2. A method according to claim 1 wherein said alloy includes a total of up to 20% of a material selected from the group consisting of from 0.01 to 10% zinc, from 0.01 to 10% iron, from 0.01 to 10% tin, from 0.01 to 5% each of titanium, zirconium, beryllium, vanadium, niobium, tantalum, chromium, molybdenum, tungsten and mixtures thereof, and wherein the resultant microstructure is characterized by the presence of second precipitate particles.
3. A method according to claim 1 wherein said alloy includes a total of up to 5% of a material selected from the group consisting of lead, arsenic, antimony, boron, phosphorus, manganese, silicon, a lanthanide metal, magnesium, lithium and mixtures thereof, with each of said materials being present in an amount from 0.001 to 3%.
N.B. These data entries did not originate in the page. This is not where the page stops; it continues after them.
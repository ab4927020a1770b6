// ebook-drm-check - DRM detection for eBook libraries
// Copyright (C) 2025 Henning Berge
//
// This program is free software: you can redistribute it and/or modify
// it under the terms of the GNU General Public License as published by
// the Free Software Foundation, either version 3 of the License, or
// (at your option) any later version.
//
// This program is distributed in the hope that it will be useful,
// but WITHOUT ANY WARRANTY; without even the implied warranty of
// MERCHANTABILITY or FITNESS FOR A PARTICULAR PURPOSE. See the
// GNU General Public License for more details.
//
// You should have received a copy of the GNU General Public License
// along with this program. If not, see <https://www.gnu.org/licenses/>.


//! DRM detection for eBook libraries
//!
//! Classifies EPUB, MOBI, AZW and AZW3 files as openly readable or
//! protected by inspecting their container structure. Nothing is decrypted
//! and no file is modified.
//!
//! # Modules
//! - [`format`] - extension and magic-byte sniffing, PalmDOC/MOBI/EXTH header readers
//! - [`detector`] - EPUB and MOBI analyzers plus the [`DrmDetector`] orchestrator
//! - [`scanner`] - bounded-concurrency directory scans
//! - [`report`] - JSON, CSV, text and console reports
//!
//! # Example
//! ```no_run
//! # async fn example() -> ebook_drm_check::Result<()> {
//! use ebook_drm_check::{Reporter, ScanConfig, Scanner};
//!
//! let scanner = Scanner::new(ScanConfig::default().with_concurrency(4))?;
//! let results = scanner.scan("/srv/library").await?;
//! println!("{}", Reporter::default().generate_txt(&results));
//! # Ok(())
//! # }
//! ```

// Core modules
pub mod config;
pub mod detector;
pub mod error;
pub mod format;
pub mod report;
pub mod scanner;

// Re-export commonly used types for convenience
pub use config::{ScanConfig, DEFAULT_CONCURRENCY, MAX_CONCURRENCY};
pub use detector::{check_drm, DetectionResult, DrmCategory, DrmDetector, Evidence};
pub use error::{DrmCheckError, Result};
pub use format::ContainerFormat;
pub use report::{ReportFormat, Reporter};
pub use scanner::{ProgressCallback, ScanProgress, ScanResult, ScanSummary, Scanner};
4. A method according to claim 1 wherein said alloy is homogenized prior to hot working at a temperature between 600° C and the solidus temperature of the alloy for at least 15 minutes.
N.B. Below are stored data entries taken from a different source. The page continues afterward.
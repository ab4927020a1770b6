// ebook-drm-check - DRM detection for eBook libraries
// Copyright (C) 2025 Henning Berge
//
// This program is free software: you can redistribute it and/or modify
// it under the terms of the GNU General Public License as published by
// the Free Software Foundation, either version 3 of the License, or
// (at your option) any later version.
//
// This program is distributed in the hope that it will be useful,
// but WITHOUT ANY WARRANTY; without even the implied warranty of
// MERCHANTABILITY or FITNESS FOR A PARTICULAR PURPOSE. See the
// GNU General Public License for more details.
//
// You should have received a copy of the GNU General Public License
// along with this program. If not, see <https://www.gnu.org/licenses/>.


//! Scanner configuration
//!
//! | Field         | Default                    | Valid range                  |
//! |---------------|----------------------------|------------------------------|
//! | `recursive`   | `true`                     |                              |
//! | `concurrency` | `10`                       | `1..=256`                    |
//! | `verbose`     | `false`                    |                              |
//! | `extensions`  | `epub, mobi, azw3, azw`    | non-empty, no leading dot    |

use crate::error::{DrmCheckError, Result};
use crate::format::SUPPORTED_EXTENSIONS;
use serde::{Deserialize, Serialize};

/// Default number of files checked at once
pub const DEFAULT_CONCURRENCY: usize = 10;
/// Upper bound on concurrent checks; each one holds an open file descriptor
pub const MAX_CONCURRENCY: usize = 256;

/// Batch scan options
#[derive(Debug, Clone, PartialEq, Eq, Serialize, Deserialize)]
#[serde(default)]
pub struct ScanConfig {
    /// Descend into subdirectories
    pub recursive: bool,
    /// Maximum number of files checked at the same time
    pub concurrency: usize,
    /// Log every protected file as it is found
    pub verbose: bool,
    /// Lower-case file extensions (without dot) to pick up
    pub extensions: Vec<String>,
}

impl Default for ScanConfig {
    fn default() -> Self {
        Self {
            recursive: true,
            concurrency: DEFAULT_CONCURRENCY,
            verbose: false,
            extensions: SUPPORTED_EXTENSIONS.iter().map(|e| e.to_string()).collect(),
        }
    }
}

impl ScanConfig {
    pub fn with_recursive(mut self, recursive: bool) -> Self {
        self.recursive = recursive;
        self
    }

    pub fn with_concurrency(mut self, concurrency: usize) -> Self {
        self.concurrency = concurrency;
        self
    }

    pub fn with_verbose(mut self, verbose: bool) -> Self {
        self.verbose = verbose;
        self
    }

    pub fn with_extensions<I, S>(mut self, extensions: I) -> Self
    where
        I: IntoIterator<Item = S>,
        S: Into<String>,
    {
        self.extensions = extensions
            .into_iter()
            .map(|e| e.into().to_ascii_lowercase())
            .collect();
        self
    }

    /// Reject values outside their documented range
    pub fn validate(&self) -> Result<()> {
        if self.concurrency == 0 || self.concurrency > MAX_CONCURRENCY {
            return Err(DrmCheckError::InvalidConfig(format!(
                "concurrency must be between 1 and {}, got {}",
                MAX_CONCURRENCY, self.concurrency
            )));
        }

        if self.extensions.is_empty() {
            return Err(DrmCheckError::InvalidConfig(
                "at least one file extension is required".to_string(),
            ));
        }

        if let Some(bad) = self.extensions.iter().find(|e| e.is_empty() || e.starts_with('.')) {
            return Err(DrmCheckError::InvalidConfig(format!(
                "extension {:?} must be non-empty and given without a leading dot",
                bad
            )));
        }

        Ok(())
    }

    /// Whether `extension` (already lower-cased) is scanned
    pub fn accepts_extension(&self, extension: &str) -> bool {
        self.extensions.iter().any(|e| e == extension)
    }
}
5. A method according to claim 1 wherein said alloy is cold worked following hot working but before solution annealing.
6. A method according to claim 5 wherein all working steps are rolling.
7. A method according to claim 6 wherein said alloy is cold rolled with intermediate annealing at from 250° C to within 50° C of the solidus temperature for from 10 seconds to 24 hours.
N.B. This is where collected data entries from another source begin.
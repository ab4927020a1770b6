// ebook-drm-check - DRM detection for eBook libraries
// Copyright (C) 2025 Henning Berge
//
// This program is free software: you can redistribute it and/or modify
// it under the terms of the GNU General Public License as published by
// the Free Software Foundation, either version 3 of the License, or
// (at your option) any later version.
//
// This program is distributed in the hope that it will be useful,
// but WITHOUT ANY WARRANTY; without even the implied warranty of
// MERCHANTABILITY or FITNESS FOR A PARTICULAR PURPOSE. See the
// GNU General Public License for more details.
//
// You should have received a copy of the GNU General Public License
// along with this program. If not, see <https://www.gnu.org/licenses/>.


//! Scan reports
//!
//! Renders a list of [`ScanResult`]s as JSON, CSV or plain text, or prints a
//! grouped overview to the console.

pub mod format;

pub use format::{escape_csv, format_file_size, ReportFormat};

use crate::detector::{DrmCategory, Evidence};
use crate::error::Result;
use crate::scanner::{ScanResult, ScanSummary};
use chrono::{DateTime, Local, Utc};
use serde::Serialize;
use std::io::{self, Write};
use std::path::Path;
use tracing::debug;

const CSV_HEADERS: [&str; 9] = [
    "File Name",
    "File Path",
    "File Size (Bytes)",
    "File Size",
    "DRM Protected",
    "DRM Type",
    "Reason",
    "Error",
    "Check Time",
];

// ============================================================================
// JSON report shape
// ============================================================================

#[derive(Serialize)]
struct JsonReport<'a> {
    scan_date: DateTime<Utc>,
    summary: ScanSummary,
    files: Vec<JsonFileEntry<'a>>,
}

#[derive(Serialize)]
struct JsonFileEntry<'a> {
    file_name: &'a str,
    file_path: String,
    file_size: u64,
    file_size_formatted: String,
    is_protected: bool,
    category: DrmCategory,
    drm_type: &'static str,
    reason: &'a str,
    evidence: &'a Evidence,
    error: Option<&'a str>,
    check_time: DateTime<Utc>,
}

impl<'a> From<&'a ScanResult> for JsonFileEntry<'a> {
    fn from(scanned: &'a ScanResult) -> Self {
        Self {
            file_name: &scanned.file_name,
            file_path: scanned.file_path.display().to_string(),
            file_size: scanned.file_size,
            file_size_formatted: format_file_size(scanned.file_size),
            is_protected: scanned.is_protected(),
            category: scanned.result.category(),
            drm_type: scanned.result.category().label(),
            reason: scanned.result.reason(),
            evidence: scanned.result.evidence(),
            error: scanned.error.as_deref(),
            check_time: scanned.check_time,
        }
    }
}

// ============================================================================
// Reporter
// ============================================================================

/// Report renderer
#[derive(Debug, Clone, Copy, Default)]
pub struct Reporter {
    format: ReportFormat,
}

impl Reporter {
    pub fn new(format: ReportFormat) -> Self {
        Self { format }
    }

    pub fn format(&self) -> ReportFormat {
        self.format
    }

    /// Render `results` in the given format
    pub fn render(&self, results: &[ScanResult], format: ReportFormat) -> Result<String> {
        match format {
            ReportFormat::Json => self.generate_json(results),
            ReportFormat::Csv => Ok(self.generate_csv(results)),
            ReportFormat::Txt => Ok(self.generate_txt(results)),
        }
    }

    pub fn generate_json(&self, results: &[ScanResult]) -> Result<String> {
        let report = JsonReport {
            scan_date: Utc::now(),
            summary: ScanSummary::from_results(results),
            files: results.iter().map(JsonFileEntry::from).collect(),
        };
        Ok(serde_json::to_string_pretty(&report)?)
    }

    pub fn generate_csv(&self, results: &[ScanResult]) -> String {
        let mut lines = Vec::with_capacity(results.len() + 1);
        lines.push(CSV_HEADERS.join(","));

        for scanned in results {
            let row = [
                escape_csv(&scanned.file_name),
                escape_csv(&scanned.file_path.display().to_string()),
                scanned.file_size.to_string(),
                escape_csv(&format_file_size(scanned.file_size)),
                if scanned.is_protected() { "Yes" } else { "No" }.to_string(),
                escape_csv(scanned.result.category().label()),
                escape_csv(scanned.result.reason()),
                escape_csv(scanned.error.as_deref().unwrap_or("")),
                escape_csv(&scanned.check_time.to_rfc3339()),
            ];
            lines.push(row.join(","));
        }

        lines.join("\n")
    }

    pub fn generate_txt(&self, results: &[ScanResult]) -> String {
        let summary = ScanSummary::from_results(results);
        let mut lines = vec![
            "eBook DRM Check Report".to_string(),
            "=".repeat(50),
            format!("Generated: {}", Local::now().format("%Y-%m-%d %H:%M:%S")),
            String::new(),
            "SUMMARY:".to_string(),
            format!("  Total eBook files: {}", summary.total),
            format!("  DRM-protected: {}", summary.protected),
            format!("  Readable: {}", summary.readable),
            format!("  Errors: {}", summary.errors),
            String::new(),
        ];

        let protected: Vec<&ScanResult> = results
            .iter()
            .filter(|r| r.is_protected() && r.error.is_none())
            .collect();
        if !protected.is_empty() {
            lines.push("DRM-PROTECTED FILES:".to_string());
            lines.push("-".repeat(30));
            for (index, scanned) in protected.iter().enumerate() {
                lines.push(format!("{}. {}", index + 1, scanned.file_name));
                lines.push(format!("   Path: {}", scanned.file_path.display()));
                lines.push(format!("   Size: {}", format_file_size(scanned.file_size)));
                lines.push(format!("   DRM Type: {}", scanned.result.category()));
                lines.push(format!("   Reason: {}", scanned.result.reason()));
                lines.push(String::new());
            }
        }

        let errors: Vec<&ScanResult> = results.iter().filter(|r| r.error.is_some()).collect();
        if !errors.is_empty() {
            lines.push("FILES WITH ERRORS:".to_string());
            lines.push("-".repeat(30));
            for (index, scanned) in errors.iter().enumerate() {
                lines.push(format!("{}. {}", index + 1, scanned.file_name));
                lines.push(format!("   Path: {}", scanned.file_path.display()));
                lines.push(format!("   Error: {}", scanned.error.as_deref().unwrap_or_default()));
                lines.push(String::new());
            }
        }

        if summary.readable > 0 {
            lines.push("READABLE FILES:".to_string());
            lines.push("-".repeat(30));
            lines.push(format!(
                "{} files are readable and not DRM-protected.",
                summary.readable
            ));
            lines.push(String::new());
        }

        lines.join("\n")
    }

    /// Write a report to `output`
    ///
    /// A `.json`, `.csv` or `.txt` extension on `output` takes precedence over
    /// the configured format. Returns the format actually written.
    pub async fn save_to_file(
        &self,
        results: &[ScanResult],
        output: impl AsRef<Path>,
    ) -> Result<ReportFormat> {
        let output = output.as_ref();
        let format = ReportFormat::from_path_extension(output).unwrap_or(self.format);
        let content = self.render(results, format)?;

        tokio::fs::write(output, content).await?;
        debug!(path = %output.display(), %format, files = results.len(), "report written");
        Ok(format)
    }

    /// Grouped overview for a terminal
    pub fn write_console<W: Write>(&self, results: &[ScanResult], out: &mut W) -> io::Result<()> {
        writeln!(out, "\nScan Results:\n")?;

        if results.is_empty() {
            writeln!(out, "No eBook files found.")?;
            return Ok(());
        }

        let protected = results.iter().filter(|r| r.is_protected() && r.error.is_none());
        for (index, scanned) in protected.enumerate() {
            if index == 0 {
                writeln!(out, "DRM-Protected Files:")?;
            }
            writeln!(out, "  {}. {}", index + 1, scanned.file_name)?;
            writeln!(out, "     Path: {}", scanned.file_path.display())?;
            writeln!(out, "     Size: {}", format_file_size(scanned.file_size))?;
            writeln!(out, "     DRM Type: {}", scanned.result.category())?;
            writeln!(out, "     Reason: {}", scanned.result.reason())?;
            writeln!(out)?;
        }
        let readable = results.iter().filter(|r| r.is_readable()).count();
        if readable > 0 {
            writeln!(out, "Readable Files: {}", readable)?;
            writeln!(out)?;
        }

        let errors = results.iter().filter_map(|r| r.error.as_deref().map(|e| (r, e)));
        for (index, (scanned, error)) in errors.enumerate() {
            if index == 0 {
                writeln!(out, "Files with Errors:")?;
            }
            writeln!(out, "  {}. {}", index + 1, scanned.file_name)?;
            writeln!(out, "     Error: {}", error)?;
            writeln!(out)?;
        }

        Ok(())
    }

    pub fn print_to_console(&self, results: &[ScanResult]) -> io::Result<()> {
        let stdout = io::stdout();
        let mut handle = stdout.lock();
        self.write_console(results, &mut handle)
    }
}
8. A method according to claim 1 wherein said alloy is water quenched following solution annealing.
9. A method according to claim 8 wherein the alloy is aged following quenching at a temperature of from 250° to 650° C for from 30 minutes to 24 hours.
10. A method according to claim 9 wherein the alloy is cold rolled and aged following quenching.
11. A method according to claim 1 wherein the alloy is slowly cooled following solution annealing.
12. A method according to claim 11 wherein the alloy is aged following slowly cooling at a temperature of from 250° to 650° C for from 30 minutes to 24 hours.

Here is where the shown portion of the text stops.